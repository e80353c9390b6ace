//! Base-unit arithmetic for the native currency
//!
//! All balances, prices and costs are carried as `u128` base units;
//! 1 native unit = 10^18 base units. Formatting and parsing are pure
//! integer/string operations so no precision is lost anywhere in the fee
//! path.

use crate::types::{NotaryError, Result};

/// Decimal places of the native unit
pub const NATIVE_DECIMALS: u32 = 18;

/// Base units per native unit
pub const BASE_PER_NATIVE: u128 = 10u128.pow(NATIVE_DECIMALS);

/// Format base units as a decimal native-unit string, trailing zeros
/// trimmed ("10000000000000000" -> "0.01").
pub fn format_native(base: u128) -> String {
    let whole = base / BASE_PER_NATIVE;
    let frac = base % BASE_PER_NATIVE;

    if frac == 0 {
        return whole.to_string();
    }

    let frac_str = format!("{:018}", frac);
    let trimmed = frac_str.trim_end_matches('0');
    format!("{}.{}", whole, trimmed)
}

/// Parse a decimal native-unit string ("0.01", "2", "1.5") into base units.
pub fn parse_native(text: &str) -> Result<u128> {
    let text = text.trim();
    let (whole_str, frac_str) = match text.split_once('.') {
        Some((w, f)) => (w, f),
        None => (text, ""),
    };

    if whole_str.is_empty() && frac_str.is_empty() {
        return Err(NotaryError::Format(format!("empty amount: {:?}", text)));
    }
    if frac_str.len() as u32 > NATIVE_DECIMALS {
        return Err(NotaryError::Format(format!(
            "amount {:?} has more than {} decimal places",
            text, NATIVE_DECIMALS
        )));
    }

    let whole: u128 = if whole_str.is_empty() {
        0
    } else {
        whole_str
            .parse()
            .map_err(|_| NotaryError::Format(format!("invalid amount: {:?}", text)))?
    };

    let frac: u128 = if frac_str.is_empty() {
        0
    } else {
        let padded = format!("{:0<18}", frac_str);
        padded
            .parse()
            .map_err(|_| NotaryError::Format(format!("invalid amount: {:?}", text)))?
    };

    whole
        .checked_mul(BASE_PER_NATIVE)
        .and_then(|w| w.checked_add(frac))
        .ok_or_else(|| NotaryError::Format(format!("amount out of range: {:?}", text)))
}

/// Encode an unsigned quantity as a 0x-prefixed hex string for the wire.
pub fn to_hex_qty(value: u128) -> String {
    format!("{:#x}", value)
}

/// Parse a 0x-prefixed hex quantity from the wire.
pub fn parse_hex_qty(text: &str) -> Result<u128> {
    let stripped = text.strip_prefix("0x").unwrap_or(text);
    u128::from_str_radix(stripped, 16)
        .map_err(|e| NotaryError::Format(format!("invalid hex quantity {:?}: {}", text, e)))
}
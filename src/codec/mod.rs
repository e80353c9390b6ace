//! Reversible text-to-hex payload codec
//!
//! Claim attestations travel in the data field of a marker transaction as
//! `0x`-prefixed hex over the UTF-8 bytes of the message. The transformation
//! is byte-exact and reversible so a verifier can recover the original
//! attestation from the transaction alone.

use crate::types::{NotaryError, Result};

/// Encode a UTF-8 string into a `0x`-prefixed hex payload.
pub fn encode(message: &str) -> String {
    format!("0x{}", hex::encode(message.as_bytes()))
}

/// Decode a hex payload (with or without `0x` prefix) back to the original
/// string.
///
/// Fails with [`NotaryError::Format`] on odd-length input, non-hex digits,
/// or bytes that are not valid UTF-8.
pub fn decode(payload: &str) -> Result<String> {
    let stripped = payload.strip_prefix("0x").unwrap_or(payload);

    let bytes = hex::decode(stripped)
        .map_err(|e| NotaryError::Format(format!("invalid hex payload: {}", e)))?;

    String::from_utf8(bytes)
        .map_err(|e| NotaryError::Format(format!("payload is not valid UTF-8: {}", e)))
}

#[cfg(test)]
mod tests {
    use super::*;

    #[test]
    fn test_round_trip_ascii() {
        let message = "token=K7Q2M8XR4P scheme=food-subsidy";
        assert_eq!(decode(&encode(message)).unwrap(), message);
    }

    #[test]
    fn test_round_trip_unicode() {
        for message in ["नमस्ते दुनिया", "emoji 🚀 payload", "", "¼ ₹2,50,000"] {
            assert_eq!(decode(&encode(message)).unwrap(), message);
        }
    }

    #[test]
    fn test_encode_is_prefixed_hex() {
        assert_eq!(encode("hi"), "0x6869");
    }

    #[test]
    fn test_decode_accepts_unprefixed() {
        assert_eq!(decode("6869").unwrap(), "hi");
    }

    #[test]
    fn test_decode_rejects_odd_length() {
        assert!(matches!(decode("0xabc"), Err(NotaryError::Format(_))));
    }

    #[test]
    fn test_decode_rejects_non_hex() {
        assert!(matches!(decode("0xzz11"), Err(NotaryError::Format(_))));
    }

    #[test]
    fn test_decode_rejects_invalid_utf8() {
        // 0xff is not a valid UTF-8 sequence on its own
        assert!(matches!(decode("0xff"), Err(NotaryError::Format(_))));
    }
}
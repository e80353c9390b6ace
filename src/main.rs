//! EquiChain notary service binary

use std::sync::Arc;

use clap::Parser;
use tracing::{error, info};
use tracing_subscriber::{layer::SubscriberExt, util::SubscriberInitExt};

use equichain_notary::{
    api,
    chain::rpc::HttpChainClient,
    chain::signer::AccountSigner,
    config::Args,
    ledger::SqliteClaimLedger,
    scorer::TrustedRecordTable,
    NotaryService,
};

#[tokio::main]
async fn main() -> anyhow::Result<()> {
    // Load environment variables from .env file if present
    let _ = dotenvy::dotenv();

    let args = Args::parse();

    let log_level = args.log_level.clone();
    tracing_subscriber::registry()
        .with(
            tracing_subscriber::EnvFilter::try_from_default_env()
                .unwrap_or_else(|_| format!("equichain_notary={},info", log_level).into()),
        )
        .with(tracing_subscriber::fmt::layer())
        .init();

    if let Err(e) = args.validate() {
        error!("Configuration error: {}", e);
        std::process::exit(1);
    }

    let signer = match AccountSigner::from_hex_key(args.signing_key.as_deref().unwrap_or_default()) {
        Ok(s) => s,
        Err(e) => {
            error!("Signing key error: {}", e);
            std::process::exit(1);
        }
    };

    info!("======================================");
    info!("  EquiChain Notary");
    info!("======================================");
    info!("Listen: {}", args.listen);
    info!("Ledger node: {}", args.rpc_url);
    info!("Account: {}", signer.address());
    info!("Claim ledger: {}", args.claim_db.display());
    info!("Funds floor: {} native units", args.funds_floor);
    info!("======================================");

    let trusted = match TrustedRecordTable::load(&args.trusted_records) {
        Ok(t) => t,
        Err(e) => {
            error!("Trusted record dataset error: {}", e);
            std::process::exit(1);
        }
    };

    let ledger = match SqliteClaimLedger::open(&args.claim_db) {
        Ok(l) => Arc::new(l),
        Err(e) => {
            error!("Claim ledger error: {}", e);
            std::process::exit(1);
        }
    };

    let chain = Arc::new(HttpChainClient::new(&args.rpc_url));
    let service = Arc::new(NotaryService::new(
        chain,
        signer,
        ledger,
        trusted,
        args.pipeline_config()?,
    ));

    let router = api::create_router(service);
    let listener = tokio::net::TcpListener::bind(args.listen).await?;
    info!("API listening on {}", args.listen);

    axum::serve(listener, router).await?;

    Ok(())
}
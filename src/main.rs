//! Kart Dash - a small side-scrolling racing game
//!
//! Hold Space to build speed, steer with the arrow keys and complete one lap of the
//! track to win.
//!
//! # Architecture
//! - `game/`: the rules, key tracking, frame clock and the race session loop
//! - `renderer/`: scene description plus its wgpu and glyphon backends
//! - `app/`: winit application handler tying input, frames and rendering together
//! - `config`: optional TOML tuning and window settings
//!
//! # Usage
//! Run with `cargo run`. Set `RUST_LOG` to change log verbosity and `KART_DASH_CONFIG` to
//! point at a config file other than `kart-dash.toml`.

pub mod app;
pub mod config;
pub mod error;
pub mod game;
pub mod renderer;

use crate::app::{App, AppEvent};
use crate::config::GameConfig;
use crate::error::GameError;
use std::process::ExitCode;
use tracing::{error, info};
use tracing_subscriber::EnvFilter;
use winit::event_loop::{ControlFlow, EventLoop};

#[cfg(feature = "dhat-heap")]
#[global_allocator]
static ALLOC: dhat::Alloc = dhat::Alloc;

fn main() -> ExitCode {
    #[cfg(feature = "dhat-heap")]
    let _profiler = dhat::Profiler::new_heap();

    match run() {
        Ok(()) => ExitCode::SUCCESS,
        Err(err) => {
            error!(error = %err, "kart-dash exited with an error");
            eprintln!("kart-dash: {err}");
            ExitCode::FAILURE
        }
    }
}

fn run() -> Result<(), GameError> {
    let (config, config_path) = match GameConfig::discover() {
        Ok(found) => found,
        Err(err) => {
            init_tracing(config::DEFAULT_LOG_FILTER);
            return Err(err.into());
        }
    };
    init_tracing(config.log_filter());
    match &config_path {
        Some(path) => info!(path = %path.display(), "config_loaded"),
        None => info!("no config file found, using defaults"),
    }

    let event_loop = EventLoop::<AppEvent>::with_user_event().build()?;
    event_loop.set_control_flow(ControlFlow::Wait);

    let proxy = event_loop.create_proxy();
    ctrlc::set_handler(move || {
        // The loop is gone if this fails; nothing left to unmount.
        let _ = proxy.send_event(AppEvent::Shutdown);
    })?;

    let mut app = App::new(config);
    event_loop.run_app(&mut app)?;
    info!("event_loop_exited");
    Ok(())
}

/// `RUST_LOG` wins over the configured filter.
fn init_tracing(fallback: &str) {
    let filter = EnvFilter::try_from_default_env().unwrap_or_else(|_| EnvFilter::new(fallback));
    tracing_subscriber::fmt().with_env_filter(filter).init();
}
___
→ What the task requires
Starting with the first line above and ending with the line that holds "pub const BASE_PER_NATIVE: u128", restate each line word for word and add nothing else.

→ Result
repository e80353c9390b6ace
//! Base-unit arithmetic for the native currency
//!
//! All balances, prices and costs are carried as `u128` base units;
//! 1 native unit = 10^18 base units. Formatting and parsing are pure
//! integer/string operations so no precision is lost anywhere in the fee
//! path.

use crate::types::{NotaryError, Result};

/// Decimal places of the native unit
pub const NATIVE_DECIMALS: u32 = 18;

/// Base units per native unit
pub const BASE_PER_NATIVE: u128 = 10u128.pow(NATIVE_DECIMALS);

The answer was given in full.